When you reach the line containing "async fn health()", include it and stop; until then, return each line of the material exactly, starting with the first.
BEGIN
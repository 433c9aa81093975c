//! Health endpoint.

use axum::{Json, Router, routing::get};
use serde::Serialize;
use tower_http::trace::TraceLayer;

pub const API_PREFIX: &str = "/notifications-api/v1";
pub const SERVICE_NAME: &str = "notifications-service";

#[derive(Debug, Serialize)]
pub struct HealthResponse {
    pub name: &'static str,
    pub version: &'static str,
}

pub fn build_app() -> Router {
    Router::new()
        .nest(API_PREFIX, Router::new().route("/health", get(health)))
        .layer(TraceLayer::new_for_http())
}

async fn health() -> Json<HealthResponse> {
    Json(HealthResponse {
        name: SERVICE_NAME,
        version: env!("CARGO_PKG_VERSION"),
    })
}
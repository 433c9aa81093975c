//! notifications-service: consumes product lifecycle events and reports them.

pub mod app;
pub mod handlers;
pub mod service;

pub use handlers::registry;
pub use service::NotificationService;
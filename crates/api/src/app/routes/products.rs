use std::sync::Arc;

use axum::{
    Json, Router,
    extract::{
        Extension, Path, Query,
        rejection::JsonRejection,
    },
    http::StatusCode,
    response::IntoResponse,
    routing::{delete, post},
};

use catalog_core::{CatalogError, ProductId};

use crate::app::services::AppServices;
use crate::app::{dto, errors};

pub fn router() -> Router {
    Router::new()
        .route("/", post(create_product).get(list_products))
        .route("/:id", delete(delete_product))
}

pub async fn create_product(
    Extension(services): Extension<Arc<AppServices>>,
    body: Result<Json<dto::CreateProductRequest>, JsonRejection>,
) -> axum::response::Response {
    let Ok(Json(body)) = body else {
        return errors::catalog_error_to_response(CatalogError::bad_request("invalid JSON body"));
    };

    let input = match body.into_new_product() {
        Ok(input) => input,
        Err(e) => return errors::catalog_error_to_response(e),
    };

    match services.orchestrator.create(input).await {
        Ok(product) => (StatusCode::CREATED, Json(product)).into_response(),
        Err(e) => errors::catalog_error_to_response(e),
    }
}

pub async fn list_products(
    Extension(services): Extension<Arc<AppServices>>,
    Query(query): Query<dto::ListProductsQuery>,
) -> axum::response::Response {
    let page = query.pagination();
    match services.orchestrator.list(page).await {
        Ok(result) => Json(dto::ListProductsResponse::new(page, result)).into_response(),
        Err(e) => errors::catalog_error_to_response(e),
    }
}

pub async fn delete_product(
    Extension(services): Extension<Arc<AppServices>>,
    Path(id): Path<String>,
) -> axum::response::Response {
    let id: ProductId = match id.parse() {
        Ok(id) => id,
        Err(e) => return errors::catalog_error_to_response(e),
    };

    match services.orchestrator.delete(id).await {
        Ok(()) => StatusCode::NO_CONTENT.into_response(),
        Err(e) => errors::catalog_error_to_response(e),
    }
}
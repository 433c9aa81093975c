//! In-memory queue for tests/dev.
//!
//! Behaves like a visibility-timeout queue: received messages are leased, not
//! removed, and reappear once the lease expires without a delete. Every
//! delivery gets a fresh ack token. Failures can be injected per operation.

use std::collections::{HashMap, VecDeque};
use std::sync::{Mutex, MutexGuard, PoisonError};
use std::time::Duration;

use async_trait::async_trait;
use tokio::sync::Notify;
use tokio::time::Instant;

use crate::codec;
use crate::event::LifecycleEvent;
use crate::transport::{AckToken, InFlightMessage, QueueTransport, TransportError};

pub const DEFAULT_VISIBILITY_TIMEOUT: Duration = Duration::from_secs(30);

// Upper bound on how long an idle receive sleeps before re-checking leases.
const POLL_TICK: Duration = Duration::from_millis(10);

#[derive(Debug, Clone)]
struct Stored {
    id: u64,
    body: Vec<u8>,
}

#[derive(Debug)]
struct Lease {
    message: Stored,
    visible_at: Instant,
}

#[derive(Debug, Default)]
struct InjectedFailures {
    sends: usize,
    receives: usize,
    deletes: usize,
}

#[derive(Debug, Default)]
struct State {
    next_id: u64,
    next_token: u64,
    visible: VecDeque<Stored>,
    leased: HashMap<AckToken, Lease>,
    sent: Vec<Vec<u8>>,
    deleted: Vec<Vec<u8>>,
    receive_calls: usize,
    failures: InjectedFailures,
}

impl State {
    fn reclaim_expired(&mut self, now: Instant) {
        let expired: Vec<AckToken> = self
            .leased
            .iter()
            .filter(|(_, lease)| lease.visible_at <= now)
            .map(|(token, _)| token.clone())
            .collect();

        for token in expired {
            if let Some(lease) = self.leased.remove(&token) {
                self.visible.push_back(lease.message);
            }
        }
    }
}

#[derive(Debug)]
pub struct InMemoryQueue {
    state: Mutex<State>,
    notify: Notify,
    visibility_timeout: Duration,
}

impl InMemoryQueue {
    pub fn new() -> Self {
        Self::with_visibility_timeout(DEFAULT_VISIBILITY_TIMEOUT)
    }

    pub fn with_visibility_timeout(visibility_timeout: Duration) -> Self {
        Self {
            state: Mutex::new(State::default()),
            notify: Notify::new(),
            visibility_timeout,
        }
    }

    fn state(&self) -> MutexGuard<'_, State> {
        self.state.lock().unwrap_or_else(PoisonError::into_inner)
    }

    /// Make the next `n` sends fail.
    pub fn fail_next_sends(&self, n: usize) {
        self.state().failures.sends = n;
    }

    /// Make the next `n` receives fail.
    pub fn fail_next_receives(&self, n: usize) {
        self.state().failures.receives = n;
    }

    /// Make the next `n` deletes fail.
    pub fn fail_next_deletes(&self, n: usize) {
        self.state().failures.deletes = n;
    }

    /// Every body successfully sent, in send order.
    pub fn sent(&self) -> Vec<Vec<u8>> {
        self.state().sent.clone()
    }

    /// Sent bodies that decode as lifecycle events.
    pub fn sent_events(&self) -> Vec<LifecycleEvent> {
        self.state()
            .sent
            .iter()
            .filter_map(|body| codec::decode(body).ok())
            .collect()
    }

    /// Bodies of every acknowledged delivery.
    pub fn deleted(&self) -> Vec<Vec<u8>> {
        self.state().deleted.clone()
    }

    /// Messages still on the queue, visible or leased.
    pub fn len(&self) -> usize {
        let state = self.state();
        state.visible.len() + state.leased.len()
    }

    pub fn is_empty(&self) -> bool {
        self.len() == 0
    }

    pub fn leased_len(&self) -> usize {
        self.state().leased.len()
    }

    pub fn receive_calls(&self) -> usize {
        self.state().receive_calls
    }

    fn lease_batch(&self, max_messages: u32) -> Vec<InFlightMessage> {
        let mut state = self.state();
        let now = Instant::now();
        state.reclaim_expired(now);

        let mut batch = Vec::new();
        while batch.len() < max_messages as usize {
            let Some(message) = state.visible.pop_front() else {
                break;
            };
            state.next_token += 1;
            let token = AckToken::new(format!("{}-{}", message.id, state.next_token));
            batch.push(InFlightMessage::new(message.body.clone(), token.clone()));
            state.leased.insert(
                token,
                Lease {
                    message,
                    visible_at: now + self.visibility_timeout,
                },
            );
        }
        batch
    }
}

impl Default for InMemoryQueue {
    fn default() -> Self {
        Self::new()
    }
}

#[async_trait]
impl QueueTransport for InMemoryQueue {
    async fn send(&self, body: Vec<u8>) -> Result<(), TransportError> {
        {
            let mut state = self.state();
            if state.failures.sends > 0 {
                state.failures.sends -= 1;
                return Err(TransportError::Send("injected send failure".into()));
            }
            state.next_id += 1;
            let id = state.next_id;
            state.sent.push(body.clone());
            state.visible.push_back(Stored { id, body });
        }
        self.notify.notify_one();
        Ok(())
    }

    async fn receive(
        &self,
        max_messages: u32,
        wait: Duration,
    ) -> Result<Vec<InFlightMessage>, TransportError> {
        {
            let mut state = self.state();
            state.receive_calls += 1;
            if state.failures.receives > 0 {
                state.failures.receives -= 1;
                return Err(TransportError::Receive("injected receive failure".into()));
            }
        }

        let deadline = Instant::now() + wait;
        loop {
            let batch = self.lease_batch(max_messages);
            let now = Instant::now();
            if !batch.is_empty() || now >= deadline {
                return Ok(batch);
            }
            let step = POLL_TICK.min(deadline - now);
            let _ = tokio::time::timeout(step, self.notify.notified()).await;
        }
    }

    async fn delete(&self, token: &AckToken) -> Result<(), TransportError> {
        let mut state = self.state();
        if state.failures.deletes > 0 {
            state.failures.deletes -= 1;
            return Err(TransportError::Delete("injected delete failure".into()));
        }
        match state.leased.remove(token) {
            Some(lease) => {
                state.deleted.push(lease.message.body);
                Ok(())
            }
            None => Err(TransportError::Delete(format!(
                "receipt handle {token} is not valid"
            ))),
        }
    }
}

#[cfg(test)]
mod tests {
    use super::*;

    const NO_WAIT: Duration = Duration::ZERO;

    #[tokio::test]
    async fn received_message_is_leased_until_deleted() {
        let queue = InMemoryQueue::new();
        queue.send(b"one".to_vec()).await.unwrap();

        let batch = queue.receive(10, NO_WAIT).await.unwrap();
        assert_eq!(batch.len(), 1);
        assert_eq!(batch[0].body(), b"one");

        // Leased: invisible to a second receive, still counted.
        assert!(queue.receive(10, NO_WAIT).await.unwrap().is_empty());
        assert_eq!(queue.len(), 1);

        queue.delete(batch[0].ack_token()).await.unwrap();
        assert!(queue.is_empty());
        assert_eq!(queue.deleted(), vec![b"one".to_vec()]);
    }

    #[tokio::test]
    async fn expired_lease_is_redelivered_with_a_fresh_token() {
        let queue = InMemoryQueue::with_visibility_timeout(Duration::from_millis(20));
        queue.send(b"again".to_vec()).await.unwrap();

        let first = queue.receive(1, NO_WAIT).await.unwrap();
        let second = queue.receive(1, Duration::from_millis(500)).await.unwrap();

        assert_eq!(second.len(), 1);
        assert_eq!(second[0].body(), b"again");
        assert_ne!(first[0].ack_token(), second[0].ack_token());
        assert!(queue.delete(first[0].ack_token()).await.is_err());
        queue.delete(second[0].ack_token()).await.unwrap();
    }

    #[tokio::test]
    async fn batch_size_is_respected() {
        let queue = InMemoryQueue::new();
        for i in 0..5u8 {
            queue.send(vec![i]).await.unwrap();
        }
        assert_eq!(queue.receive(3, NO_WAIT).await.unwrap().len(), 3);
        assert_eq!(queue.receive(3, NO_WAIT).await.unwrap().len(), 2);
    }

    #[tokio::test]
    async fn long_poll_wakes_on_send() {
        let queue = std::sync::Arc::new(InMemoryQueue::new());
        let receiver = {
            let queue = queue.clone();
            tokio::spawn(async move { queue.receive(1, Duration::from_secs(5)).await })
        };
        tokio::time::sleep(Duration::from_millis(20)).await;
        queue.send(b"late".to_vec()).await.unwrap();

        let batch = receiver.await.unwrap().unwrap();
        assert_eq!(batch.len(), 1);
    }

    #[tokio::test]
    async fn injected_failures_are_consumed_one_by_one() {
        let queue = InMemoryQueue::new();
        queue.fail_next_sends(1);
        queue.fail_next_receives(1);

        assert!(matches!(queue.send(b"x".to_vec()).await, Err(TransportError::Send(_))));
        queue.send(b"y".to_vec()).await.unwrap();
        assert!(matches!(queue.receive(1, NO_WAIT).await, Err(TransportError::Receive(_))));

        let batch = queue.receive(1, NO_WAIT).await.unwrap();
        queue.fail_next_deletes(1);
        assert!(queue.delete(batch[0].ack_token()).await.is_err());
        queue.delete(batch[0].ack_token()).await.unwrap();
        assert_eq!(queue.sent(), vec![b"y".to_vec()]);
        assert_eq!(queue.receive_calls(), 2);
    }
}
END
▶ [RESPONSE]
repository 433c9aa81093975c
//! Health endpoint.

use axum::{Json, Router, routing::get};
use serde::Serialize;
use tower_http::trace::TraceLayer;

pub const API_PREFIX: &str = "/notifications-api/v1";
pub const SERVICE_NAME: &str = "notifications-service";

#[derive(Debug, Serialize)]
pub struct HealthResponse {
    pub name: &'static str,
    pub version: &'static str,
}

pub fn build_app() -> Router {
    Router::new()
        .nest(API_PREFIX, Router::new().route("/health", get(health)))
        .layer(TraceLayer::new_for_http())
}

async fn health() -> Json<HealthResponse> {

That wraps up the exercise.